A History of Borno

Trans-Saharan African Empire to Failing Nigerian State

February 2017 9781849044745 320pp


Borno (in northeast Nigeria) is notorious today as the home of an Islamist terrorist group, Boko Haram, whose insurgency is a major security threat, but it was once the heartland of the Kanuri-speaking royal empire of Kanem-Borno, renowned throughout Africa and beyond, which in its later incarnation, the Bornu Empire, lasted from 1380 to 1893. This book offers the reader the first modern history of Borno, drawing upon sources in London, Berlin, Paris, Kaduna and Maiduguri and recently released ‘migrated archives’.

As its longevity suggests, what is particularly remarkable about Borno is the permanence of its boundaries—its territorial integrity—which dates back centuries, and the political and social identities that such borders framed in the minds of its inhabitants.

Table of contents


  1. The Territory of Borno in the Nineteenth Century (1810-1893)
  2. All Paths Lead to Borno
  3. The Quest for a Territorial Framework
  4. The Resurrection of Borno (1902-1960)
  5. The Reunion of Dikwa and Borno (1916-1959)
  6. The Two Plebiscites of 1959 and 1961
  7. Postcolonial Borno



‘This is an important book for all those interested in pre-colonial African history. It provides new insight in the history of the ancient empire of Borno.
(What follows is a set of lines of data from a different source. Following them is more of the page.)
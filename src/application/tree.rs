//! Archive inspection.
//!
//! Walks the folder tree without reading any message, for the `tree`
//! command.

use std::path::Path;

use crate::domain::{AppError, FolderSummary, Result};
use crate::infrastructure::{ArchiveHandle, ArchiveProvider, Folder};

use super::record::sanitize_folder_name;

/// Builds the folder overview of the archive at `source`.
///
/// Subfolders that cannot be opened are listed in `errors` of their parent.
///
/// # Errors
/// Returns error if the archive or its root folder cannot be opened.
pub fn inspect_archive(provider: &dyn ArchiveProvider, source: &Path) -> Result<FolderSummary> {
    let handle = ArchiveHandle::open(provider, source).map_err(AppError::archive_open)?;
    let root = handle.root_folder().map_err(AppError::archive_open)?;

    let summary = summarize(root.as_ref(), String::new());
    tracing::debug!(
        messages = summary.total_messages(),
        "Inspected {}",
        source.display()
    );

    Ok(summary)
}

fn summarize(folder: &dyn Folder, name: String) -> FolderSummary {
    let mut summary = FolderSummary {
        name,
        message_count: folder.message_count(),
        ..Default::default()
    };

    let count = folder.subfolder_count();
    for index in 0..count {
        match folder.subfolder(index) {
            Ok(child) => {
                let child_name = sanitize_folder_name(&child.name().unwrap_or_default());
                summary.subfolders.push(summarize(child.as_ref(), child_name));
            }
            Err(e) => {
                tracing::warn!("Error processing subfolder {}/{}: {}", index + 1, count, e);
                summary
                    .errors
                    .push(format!("subfolder {}/{}: {e}", index + 1, count));
            }
        }
    }

    summary
}
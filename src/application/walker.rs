//! Depth-first folder traversal.
//!
//! Each folder emits its own messages first, then each subfolder in order
//! (fully, with all descendants) before the next sibling. A failing message
//! or subfolder is recorded and skipped; it never stops the walk.

use std::io::{self, Write};
use std::sync::atomic::{AtomicBool, Ordering};
use std::sync::Arc;

use thiserror::Error;

use crate::domain::{ItemError, ProviderError};
use crate::infrastructure::{Folder, TranscriptWriter};

use super::body::BodyResolver;
use super::events::{EventSink, ExportEvent};
use super::record::{format_record, join_folder_path, sanitize_folder_name};

/// The walk stopped because cancellation was requested.
#[derive(Debug, Clone, Copy, PartialEq, Eq)]
pub struct Cancelled;

/// Why a single message could not be exported.
#[derive(Error, Debug)]
enum MessageFailure {
    #[error(transparent)]
    Provider(#[from] ProviderError),

    #[error("failed to write record: {0}")]
    Write(#[from] io::Error),
}

/// Mutable state of one run, owned by the export driver and lent to the walker.
pub struct RunState<'a, W: Write> {
    writer: TranscriptWriter<W>,
    events: &'a mut dyn EventSink,
    cancel: Option<Arc<AtomicBool>>,
    processed: u64,
    errors: Vec<ItemError>,
}

impl<'a, W: Write> RunState<'a, W> {
    pub fn new(
        writer: TranscriptWriter<W>,
        events: &'a mut dyn EventSink,
        cancel: Option<Arc<AtomicBool>>,
    ) -> Self {
        Self {
            writer,
            events,
            cancel,
            processed: 0,
            errors: Vec::new(),
        }
    }

    /// Consumes the state, returning the counter, the error log and the writer.
    pub fn finish(self) -> (u64, Vec<ItemError>, TranscriptWriter<W>) {
        (self.processed, self.errors, self.writer)
    }

    fn emit(&mut self, event: &ExportEvent<'_>) {
        self.events.emit(event);
    }

    fn record_processed(&mut self, progress_interval: u64) {
        self.processed += 1;
        if progress_interval > 0 && self.processed % progress_interval == 0 {
            let processed = self.processed;
            self.emit(&ExportEvent::Progress { processed });
        }
    }

    fn record_error(&mut self, error: ItemError) {
        self.events.emit(&ExportEvent::ItemFailed(&error));
        self.errors.push(error);
    }

    fn check_cancelled(&self) -> Result<(), Cancelled> {
        match &self.cancel {
            Some(flag) if flag.load(Ordering::Relaxed) => Err(Cancelled),
            _ => Ok(()),
        }
    }
}

/// Walks a folder tree, streaming one record per message to the transcript.
pub struct FolderWalker<'a> {
    resolver: BodyResolver<'a>,
    progress_interval: u64,
}

impl<'a> FolderWalker<'a> {
    pub const fn new(resolver: BodyResolver<'a>, progress_interval: u64) -> Self {
        Self {
            resolver,
            progress_interval,
        }
    }

    /// Exports `folder` and all of its descendants.
    ///
    /// `path` holds the sanitized segments from the root down to `folder`;
    /// it is restored before returning.
    ///
    /// # Errors
    /// Returns `Cancelled` if the cancellation flag was raised; records
    /// written so far stay in the transcript.
    pub fn walk<W: Write>(
        &self,
        folder: &dyn Folder,
        path: &mut Vec<String>,
        state: &mut RunState<'_, W>,
    ) -> Result<(), Cancelled> {
        let folder_path = join_folder_path(path);

        let total = folder.message_count();
        if total > 0 {
            state.emit(&ExportEvent::FolderStarted {
                path: &folder_path,
                message_count: total,
            });
        }

        for index in 0..total {
            state.check_cancelled()?;
            match self.export_message(folder, index, path, state) {
                Ok(()) => state.record_processed(self.progress_interval),
                Err(e) => {
                    state.record_error(ItemError::message(&folder_path, index, total, e.to_string()));
                }
            }
        }

        let subfolders = folder.subfolder_count();
        for index in 0..subfolders {
            state.check_cancelled()?;
            match folder.subfolder(index) {
                Ok(child) => {
                    path.push(sanitize_folder_name(&child.name().unwrap_or_default()));
                    let outcome = self.walk(child.as_ref(), path, state);
                    path.pop();
                    outcome?;
                }
                Err(e) => {
                    state.record_error(ItemError::subfolder(
                        &folder_path,
                        index,
                        subfolders,
                        e.to_string(),
                    ));
                }
            }
        }

        Ok(())
    }

    fn export_message<W: Write>(
        &self,
        folder: &dyn Folder,
        index: usize,
        segments: &[String],
        state: &mut RunState<'_, W>,
    ) -> Result<(), MessageFailure> {
        let message = folder.message(index)?;
        let body = self.resolver.resolve(message.as_ref());
        let record = format_record(message.as_ref(), segments, body)?;
        state.writer.append_record(&record)?;
        Ok(())
    }
}
//! Domain layer - core types for archive export.
//!
//! This layer contains pure domain models, configuration and error types
//! without any external dependencies (archive, filesystem, etc.).

pub mod config;
pub mod error;
pub mod models;

pub use config::{AppConfig, ExportConfig};
pub use error::{AppError, ProviderError, ProviderResult, Result};
pub use models::{ExportSummary, FolderSummary, ItemError, MessageRecord};
//! Application configuration.
//!
//! Loaded from an optional TOML file; command-line flags override it.

use std::path::PathBuf;

use serde::{Deserialize, Serialize};

/// Export behaviour settings.
#[derive(Debug, Clone, PartialEq, Eq, Serialize, Deserialize)]
pub struct ExportConfig {
    /// Maximum body length in characters. Unlimited when unset.
    #[serde(default)]
    pub max_body_length: Option<usize>,

    /// Emit a progress event every this many records.
    #[serde(default = "default_progress_interval")]
    pub progress_interval: u64,

    /// Line width used when converting HTML bodies to text.
    #[serde(default = "default_html_wrap_width")]
    pub html_wrap_width: usize,

    /// Directory for auto-named transcripts (current directory if unset).
    #[serde(default)]
    pub output_dir: Option<PathBuf>,
}

impl Default for ExportConfig {
    fn default() -> Self {
        Self {
            max_body_length: None,
            progress_interval: default_progress_interval(),
            html_wrap_width: default_html_wrap_width(),
            output_dir: None,
        }
    }
}

const fn default_progress_interval() -> u64 {
    100
}

const fn default_html_wrap_width() -> usize {
    80
}

/// Complete application configuration.
#[derive(Debug, Clone, Default, PartialEq, Eq, Serialize, Deserialize)]
pub struct AppConfig {
    #[serde(default)]
    pub export: ExportConfig,
}

impl AppConfig {
    /// Get the default configuration directory.
    #[must_use]
    pub fn default_config_dir() -> PathBuf {
        dirs::config_dir()
            .or_else(dirs::home_dir)
            .unwrap_or_else(|| PathBuf::from("."))
            .join("mail-transcript")
    }

    /// Get the default config file path.
    #[must_use]
    pub fn default_config_path() -> PathBuf {
        Self::default_config_dir().join("config.toml")
    }
}

#[cfg(test)]
mod tests {
    use super::*;

    #[test]
    fn test_defaults() {
        let config = AppConfig::default();
        assert_eq!(config.export.max_body_length, None);
        assert_eq!(config.export.progress_interval, 100);
        assert_eq!(config.export.html_wrap_width, 80);
        assert!(config.export.output_dir.is_none());
    }

    #[test]
    fn test_partial_toml_uses_defaults() {
        let config: AppConfig = toml::from_str("[export]\nmax_body_length = 500\n").unwrap();
        assert_eq!(config.export.max_body_length, Some(500));
        assert_eq!(config.export.progress_interval, 100);
    }

    #[test]
    fn test_empty_toml_is_default() {
        let config: AppConfig = toml::from_str("").unwrap();
        assert_eq!(config, AppConfig::default());
    }

    #[test]
    fn test_default_config_path_file_name() {
        let path = AppConfig::default_config_path();
        assert!(path.ends_with("mail-transcript/config.toml"));
    }
}
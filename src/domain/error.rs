//! Domain-level error types for mail-transcript.
//!
//! Two layers: `ProviderError` is what an archive provider returns from a
//! single accessor, `AppError` is what aborts a whole command.

use std::path::{Path, PathBuf};
use thiserror::Error;

/// Failure reported by an archive provider for one accessor call.
///
/// Whether it is fatal depends on where it happens: opening the archive
/// aborts the run, fetching a single message or subfolder does not.
#[derive(Error, Debug, Clone, PartialEq, Eq)]
pub enum ProviderError {
    /// The archive container could not be opened.
    #[error("cannot open archive {}: {message}", path.display())]
    Open { path: PathBuf, message: String },

    /// An index or entry the provider advertised is gone.
    #[error("item not found: {message}")]
    NotFound { message: String },

    /// The item exists but cannot be decoded.
    #[error("corrupt item: {message}")]
    Corrupt { message: String },

    /// Underlying read failed.
    #[error("read failed: {message}")]
    Io { message: String },
}

impl ProviderError {
    /// Create an open error for the given archive path.
    pub fn open(path: &Path, message: impl Into<String>) -> Self {
        Self::Open {
            path: path.to_path_buf(),
            message: message.into(),
        }
    }

    /// Create a corrupt-item error.
    pub fn corrupt(message: impl Into<String>) -> Self {
        Self::Corrupt {
            message: message.into(),
        }
    }

    /// Create a not-found error.
    pub fn not_found(message: impl Into<String>) -> Self {
        Self::NotFound {
            message: message.into(),
        }
    }

    /// Create a read error with context.
    pub fn io(context: &str, err: &std::io::Error) -> Self {
        Self::Io {
            message: format!("{context}: {err}"),
        }
    }
}

/// Application-level errors. Any of these ends the current command.
#[derive(Error, Debug)]
pub enum AppError {
    /// The archive could not be opened or has no readable root.
    #[error("Cannot open archive: {source}")]
    ArchiveOpen {
        #[source]
        source: ProviderError,
    },

    /// The transcript destination cannot be prepared for writing.
    #[error("Cannot write transcript to {}: {message}", path.display())]
    Destination {
        path: PathBuf,
        message: String,
        #[source]
        source: Option<std::io::Error>,
    },

    /// JSON serialization failed.
    #[error("JSON error: {message}")]
    Json {
        message: String,
        #[source]
        source: Option<serde_json::Error>,
    },

    /// Configuration or environment error.
    #[error("Configuration error: {message}")]
    Config { message: String },

    /// IO operation failed.
    #[error("IO error: {message}")]
    Io {
        message: String,
        #[source]
        source: Option<std::io::Error>,
    },
}

impl AppError {
    /// Wrap a provider failure that happened while opening the archive.
    #[must_use]
    pub const fn archive_open(source: ProviderError) -> Self {
        Self::ArchiveOpen { source }
    }

    /// Create a destination error from an IO failure.
    pub fn destination(path: &Path, err: std::io::Error) -> Self {
        Self::Destination {
            path: path.to_path_buf(),
            message: err.to_string(),
            source: Some(err),
        }
    }

    /// Create a JSON error.
    pub fn json(err: serde_json::Error) -> Self {
        Self::Json {
            message: err.to_string(),
            source: Some(err),
        }
    }

    /// Create an IO error with context.
    pub fn io(message: impl Into<String>, err: std::io::Error) -> Self {
        Self::Io {
            message: message.into(),
            source: Some(err),
        }
    }
}

/// Result type alias using `AppError`.
pub type Result<T> = std::result::Result<T, AppError>;

/// Result type alias for provider accessors.
pub type ProviderResult<T> = std::result::Result<T, ProviderError>;
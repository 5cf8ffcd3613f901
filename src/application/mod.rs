//! Application layer - use cases and orchestration.
//!
//! This layer contains the export engine: body resolution, record
//! formatting, tree traversal and the run driver.

pub mod body;
pub mod events;
pub mod exporter;
pub mod formatter;
pub mod record;
pub mod tree;
pub mod walker;

pub use events::TracingEventSink;
pub use exporter::{ExportOptions, Exporter};
pub use formatter::{format_errors_table, format_summary, format_summary_json, format_tree};
pub use tree::inspect_archive;
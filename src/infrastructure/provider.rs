//! Archive provider boundary.
//!
//! A provider decodes some mail-store container into a tree of folders and
//! messages. Every accessor returns `ProviderResult<Option<_>>` so that an
//! absent value and a failed read stay distinguishable at the call site.

use std::path::Path;

use chrono::{DateTime, FixedOffset};

use crate::domain::ProviderResult;

/// Opens archives of one container format.
pub trait ArchiveProvider {
    /// Opens the archive at `path`.
    ///
    /// # Errors
    /// Returns error if the container cannot be opened.
    fn open(&self, path: &Path) -> ProviderResult<Box<dyn Archive>>;
}

/// An opened archive.
pub trait Archive {
    /// Returns the root folder of the archive.
    ///
    /// # Errors
    /// Returns error if the root cannot be read.
    fn root_folder(&self) -> ProviderResult<Box<dyn Folder>>;

    /// Releases provider resources. Called exactly once by `ArchiveHandle`.
    fn close(&mut self);
}

/// One folder in the archive tree.
pub trait Folder {
    /// Display name, `None` when the container stores none.
    fn name(&self) -> Option<String>;

    fn message_count(&self) -> usize;

    /// Fetches the message at `index`.
    ///
    /// # Errors
    /// Returns error if the message cannot be fetched or decoded.
    fn message(&self, index: usize) -> ProviderResult<Box<dyn Message>>;

    fn subfolder_count(&self) -> usize;

    /// Fetches the subfolder at `index`.
    ///
    /// # Errors
    /// Returns error if the subfolder cannot be opened.
    fn subfolder(&self, index: usize) -> ProviderResult<Box<dyn Folder>>;
}

/// One message in a folder.
pub trait Message {
    fn subject(&self) -> ProviderResult<Option<String>>;
    fn sender_name(&self) -> ProviderResult<Option<String>>;
    fn delivery_time(&self) -> ProviderResult<Option<DateTime<FixedOffset>>>;
    fn transport_headers(&self) -> ProviderResult<Option<TransportHeaders>>;
    /// Raw plain-text body; not guaranteed to be valid UTF-8.
    fn plain_text_body(&self) -> ProviderResult<Option<Vec<u8>>>;
    /// Raw HTML body; not guaranteed to be valid UTF-8.
    fn html_body(&self) -> ProviderResult<Option<Vec<u8>>>;
}

/// Transport headers of a message, in source order.
///
/// Lookup is ASCII case-insensitive and returns the first occurrence.
#[derive(Debug, Clone, Default, PartialEq, Eq)]
pub struct TransportHeaders {
    entries: Vec<(String, String)>,
}

impl TransportHeaders {
    #[must_use]
    pub const fn new() -> Self {
        Self {
            entries: Vec::new(),
        }
    }

    pub fn insert(&mut self, name: impl Into<String>, value: impl Into<String>) {
        self.entries.push((name.into(), value.into()));
    }

    #[must_use]
    pub fn get(&self, name: &str) -> Option<&str> {
        self.entries
            .iter()
            .find(|(key, _)| key.eq_ignore_ascii_case(name))
            .map(|(_, value)| value.as_str())
    }

    #[must_use]
    pub fn is_empty(&self) -> bool {
        self.entries.is_empty()
    }
}

impl<K: Into<String>, V: Into<String>> FromIterator<(K, V)> for TransportHeaders {
    fn from_iter<I: IntoIterator<Item = (K, V)>>(iter: I) -> Self {
        Self {
            entries: iter
                .into_iter()
                .map(|(k, v)| (k.into(), v.into()))
                .collect(),
        }
    }
}

/// Exclusive owner of an opened archive for the duration of one run.
///
/// The archive is closed when the handle is dropped, so every exit path
/// releases it.
pub struct ArchiveHandle {
    archive: Option<Box<dyn Archive>>,
}

impl ArchiveHandle {
    /// Opens `path` with `provider`.
    ///
    /// # Errors
    /// Returns the provider's open error.
    pub fn open(provider: &dyn ArchiveProvider, path: &Path) -> ProviderResult<Self> {
        let archive = provider.open(path)?;
        tracing::debug!(path = %path.display(), "Opened archive");
        Ok(Self {
            archive: Some(archive),
        })
    }

    /// Returns the root folder of the archive.
    ///
    /// # Errors
    /// Returns error if the root cannot be read.
    pub fn root_folder(&self) -> ProviderResult<Box<dyn Folder>> {
        match &self.archive {
            Some(archive) => archive.root_folder(),
            None => Err(crate::domain::ProviderError::not_found("archive already closed")),
        }
    }

    /// Closes the archive now instead of at drop.
    pub fn close(mut self) {
        self.release();
    }

    fn release(&mut self) {
        if let Some(mut archive) = self.archive.take() {
            archive.close();
            tracing::debug!("Closed archive");
        }
    }
}

impl Drop for ArchiveHandle {
    fn drop(&mut self) {
        self.release();
    }
}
More generally, its emphasis on Borno’s unchanging territorial identity calls into question received notions on the nature and sources of political power in Africa, in the past and present.’ — Klaas van Walraven, Senior researcher, African Studies Centre, Leiden

‘This timely book is first and foremost a historical and geopolitical story of borders. And it is a must for readers willing to understand the legacy of the Borno Empire and the role of porous (yet not-so artificial) borders in the framing of the narratives of Boko Haram’s contemporary jihad.’ — Marc-Antoine Pérouse de Montclos, Associate Fellow, Africa Programme, Chatham House

‘A first-rate analysis of the history of one of Africa’s most important political and geographical entities over two centuries of transformation under external and internal actors. Hugely significant, superbly written, and profoundly interesting from start to finish. Vincent Hiribarren has written a definitive history of Borno since the nineteenth century.’ — Saheed Aderinto, author of When Sex Threatened the State: Illicit Sexuality, Nationalism, and Politics in Colonial Nigeria, 1900-1958

’Time and again, defying all logic, colonial administrators, scholars, developers and politicians have considered Africa as the only continent with no significant past. In contrast, Vincent Hiribarren shows how modern Nigeria borders or the Boko Haram guerrilla cannot be grasped without a deep understanding of eighteenth or nineteenth century dynamics.’ — Henri Médard, Professor, Université Aix-Marseille


Vincent Hiribarren is Lecturer in Modern African History at King’s College London.